[[ MATERIAL TO PROCESS, beginning ]]
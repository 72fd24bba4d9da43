use chrono::{DateTime, TimeZone, Utc};
use serde::Deserialize;

/// Lifecycle events emitted by the browser probe.
#[derive(Debug, Clone, Copy, PartialEq, Eq)]
pub enum EventType {
    PageView,
    Heartbeat,
    PageExit,
}

impl EventType {
    pub fn parse(raw: &str) -> Option<Self> {
        match raw {
            "page_view" => Some(Self::PageView),
            "heartbeat" => Some(Self::Heartbeat),
            "page_exit" => Some(Self::PageExit),
            _ => None,
        }
    }
}

/// The payload the probe sends to POST /api/collect.
///
/// Every field is optional at the wire level; the collector validates the
/// required ones and rejects with 400 rather than letting deserialization
/// produce an opaque error for the embedding page.
#[derive(Debug, Clone, Default, Deserialize)]
pub struct CollectPayload {
    #[serde(rename = "type")]
    pub event_type: Option<String>,
    pub domain: Option<String>,
    #[serde(rename = "siteId")]
    pub site_id: Option<String>,
    #[serde(rename = "sessionId")]
    pub session_id: Option<String>,
    #[serde(rename = "visitorId")]
    pub visitor_id: Option<String>,
    #[serde(rename = "userAgent")]
    pub user_agent: Option<String>,
    pub url: Option<String>,
    pub referrer: Option<String>,
    #[serde(rename = "screenWidth")]
    pub screen_width: Option<u32>,
    /// Client clock, milliseconds since the Unix epoch.
    pub timestamp: Option<i64>,
    /// Accumulated foreground time in milliseconds, sent with `page_exit`.
    pub active_time: Option<i64>,
    pub utm_source: Option<String>,
    pub utm_campaign: Option<String>,
}

impl CollectPayload {
    /// Event timestamp as UTC, falling back to the collector clock when the
    /// client value is absent or not representable.
    pub fn event_time(&self) -> DateTime<Utc> {
        self.timestamp
            .and_then(|ms| Utc.timestamp_millis_opt(ms).single())
            .unwrap_or_else(Utc::now)
    }
}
[[ MATERIAL TO PROCESS, end ]]
TASK DESCRIPTION: Whenever the word "Heartbeat" shows up in a line of the entries above, copy that line.

EXPECTED ANSWER:
    Heartbeat,
            "heartbeat" => Some(Self::Heartbeat),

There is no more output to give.